• **EXERCISE**
Hand back the entries below exactly.

[Stored data]
---
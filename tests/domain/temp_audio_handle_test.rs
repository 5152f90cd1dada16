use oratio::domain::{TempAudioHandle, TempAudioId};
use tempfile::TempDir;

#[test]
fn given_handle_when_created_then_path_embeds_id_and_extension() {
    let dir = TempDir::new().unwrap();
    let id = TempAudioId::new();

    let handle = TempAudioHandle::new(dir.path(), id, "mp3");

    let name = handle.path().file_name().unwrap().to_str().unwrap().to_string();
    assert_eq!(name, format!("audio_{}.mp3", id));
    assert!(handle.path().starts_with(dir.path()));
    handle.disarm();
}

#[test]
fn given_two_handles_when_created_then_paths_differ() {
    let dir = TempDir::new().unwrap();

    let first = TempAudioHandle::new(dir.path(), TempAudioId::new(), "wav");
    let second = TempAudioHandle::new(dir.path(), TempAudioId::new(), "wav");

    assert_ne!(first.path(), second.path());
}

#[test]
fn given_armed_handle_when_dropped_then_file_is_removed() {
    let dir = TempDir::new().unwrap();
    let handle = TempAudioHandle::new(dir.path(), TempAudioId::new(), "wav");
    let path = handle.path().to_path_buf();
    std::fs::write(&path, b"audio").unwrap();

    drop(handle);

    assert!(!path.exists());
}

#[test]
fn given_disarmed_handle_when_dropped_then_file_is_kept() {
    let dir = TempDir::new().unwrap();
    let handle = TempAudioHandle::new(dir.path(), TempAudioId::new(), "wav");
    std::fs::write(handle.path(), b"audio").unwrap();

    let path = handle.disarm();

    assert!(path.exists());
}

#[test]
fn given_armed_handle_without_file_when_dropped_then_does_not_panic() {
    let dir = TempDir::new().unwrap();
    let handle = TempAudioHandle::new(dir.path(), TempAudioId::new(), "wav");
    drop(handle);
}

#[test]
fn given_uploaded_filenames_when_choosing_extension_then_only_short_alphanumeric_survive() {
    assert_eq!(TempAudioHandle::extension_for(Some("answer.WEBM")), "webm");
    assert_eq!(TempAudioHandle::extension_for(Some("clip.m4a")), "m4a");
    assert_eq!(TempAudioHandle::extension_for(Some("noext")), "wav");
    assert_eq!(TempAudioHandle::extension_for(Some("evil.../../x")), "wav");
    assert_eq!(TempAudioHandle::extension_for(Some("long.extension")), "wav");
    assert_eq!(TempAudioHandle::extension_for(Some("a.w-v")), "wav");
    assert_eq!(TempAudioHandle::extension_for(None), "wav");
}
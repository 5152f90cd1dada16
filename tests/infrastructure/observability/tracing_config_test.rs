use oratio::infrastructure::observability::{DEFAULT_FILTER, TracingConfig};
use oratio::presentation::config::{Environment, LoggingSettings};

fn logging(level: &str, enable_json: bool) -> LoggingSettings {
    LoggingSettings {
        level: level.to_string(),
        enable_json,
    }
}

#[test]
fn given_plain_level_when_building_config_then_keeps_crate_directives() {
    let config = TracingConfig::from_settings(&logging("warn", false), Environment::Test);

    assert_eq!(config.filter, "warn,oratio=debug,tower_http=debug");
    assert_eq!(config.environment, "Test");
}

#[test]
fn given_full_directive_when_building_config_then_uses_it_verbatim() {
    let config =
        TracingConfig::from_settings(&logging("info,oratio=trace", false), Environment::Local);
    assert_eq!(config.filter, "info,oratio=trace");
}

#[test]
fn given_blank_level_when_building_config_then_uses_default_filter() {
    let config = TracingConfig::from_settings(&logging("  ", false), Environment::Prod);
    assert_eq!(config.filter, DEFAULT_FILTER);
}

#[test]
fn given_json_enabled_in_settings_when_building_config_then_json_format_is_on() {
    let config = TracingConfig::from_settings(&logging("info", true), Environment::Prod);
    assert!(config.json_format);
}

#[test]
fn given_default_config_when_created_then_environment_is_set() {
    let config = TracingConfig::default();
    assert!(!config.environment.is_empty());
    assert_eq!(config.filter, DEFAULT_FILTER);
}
---
• **FINAL ANSWER**
filename tests/domain/temp_audio_handle_test.rs
repository 5152f90cd1dada16
use oratio::domain::{TempAudioHandle, TempAudioId};
use tempfile::TempDir;

#[test]
fn given_handle_when_created_then_path_embeds_id_and_extension() {
    let dir = TempDir::new().unwrap();
    let id = TempAudioId::new();

    let handle = TempAudioHandle::new(dir.path(), id, "mp3");

    let name = handle.path().file_name().unwrap().to_str().unwrap().to_string();
    assert_eq!(name, format!("audio_{}.mp3", id));
    assert!(handle.path().starts_with(dir.path()));
    handle.disarm();
}

#[test]
fn given_two_handles_when_created_then_paths_differ() {
    let dir = TempDir::new().unwrap();

    let first = TempAudioHandle::new(dir.path(), TempAudioId::new(), "wav");
    let second = TempAudioHandle::new(dir.path(), TempAudioId::new(), "wav");

    assert_ne!(first.path(), second.path());
}

#[test]
fn given_armed_handle_when_dropped_then_file_is_removed() {
    let dir = TempDir::new().unwrap();
    let handle = TempAudioHandle::new(dir.path(), TempAudioId::new(), "wav");
    let path = handle.path().to_path_buf();
    std::fs::write(&path, b"audio").unwrap();

    drop(handle);

    assert!(!path.exists());
}

#[test]
fn given_disarmed_handle_when_dropped_then_file_is_kept() {
    let dir = TempDir::new().unwrap();
    let handle = TempAudioHandle::new(dir.path(), TempAudioId::new(), "wav");
    std::fs::write(handle.path(), b"audio").unwrap();

    let path = handle.disarm();

    assert!(path.exists());
}

#[test]
fn given_armed_handle_without_file_when_dropped_then_does_not_panic() {
    let dir = TempDir::new().unwrap();
    let handle = TempAudioHandle::new(dir.path(), TempAudioId::new(), "wav");
    drop(handle);
}

#[test]
fn given_uploaded_filenames_when_choosing_extension_then_only_short_alphanumeric_survive() {
    assert_eq!(TempAudioHandle::extension_for(Some("answer.WEBM")), "webm");
    assert_eq!(TempAudioHandle::extension_for(Some("clip.m4a")), "m4a");
    assert_eq!(TempAudioHandle::extension_for(Some("noext")), "wav");
    assert_eq!(TempAudioHandle::extension_for(Some("evil.../../x")), "wav");
    assert_eq!(TempAudioHandle::extension_for(Some("long.extension")), "wav");
    assert_eq!(TempAudioHandle::extension_for(Some("a.w-v")), "wav");
    assert_eq!(TempAudioHandle::extension_for(None), "wav");
}
repository 5152f90cd1dada16
filename tests/infrastructure/observability/tracing_config_test.rs
use oratio::infrastructure::observability::{DEFAULT_FILTER, TracingConfig};
use oratio::presentation::config::{Environment, LoggingSettings};

fn logging(level: &str, enable_json: bool) -> LoggingSettings {
    LoggingSettings {
        level: level.to_string(),
        enable_json,
    }
}

#[test]
fn given_plain_level_when_building_config_then_keeps_crate_directives() {
    let config = TracingConfig::from_settings(&logging("warn", false), Environment::Test);

    assert_eq!(config.filter, "warn,oratio=debug,tower_http=debug");
    assert_eq!(config.environment, "Test");
}

#[test]
fn given_full_directive_when_building_config_then_uses_it_verbatim() {
    let config =
        TracingConfig::from_settings(&logging("info,oratio=trace", false), Environment::Local);
    assert_eq!(config.filter, "info,oratio=trace");
}

#[test]
fn given_blank_level_when_building_config_then_uses_default_filter() {
    let config = TracingConfig::from_settings(&logging("  ", false), Environment::Prod);
    assert_eq!(config.filter, DEFAULT_FILTER);
}

#[test]
fn given_json_enabled_in_settings_when_building_config_then_json_format_is_on() {
    let config = TracingConfig::from_settings(&logging("info", true), Environment::Prod);
    assert!(config.json_format);
}

#[test]
fn given_default_config_when_created_then_environment_is_set() {
    let config = TracingConfig::default();
    assert!(!config.environment.is_empty());
    assert_eq!(config.filter, DEFAULT_FILTER);
}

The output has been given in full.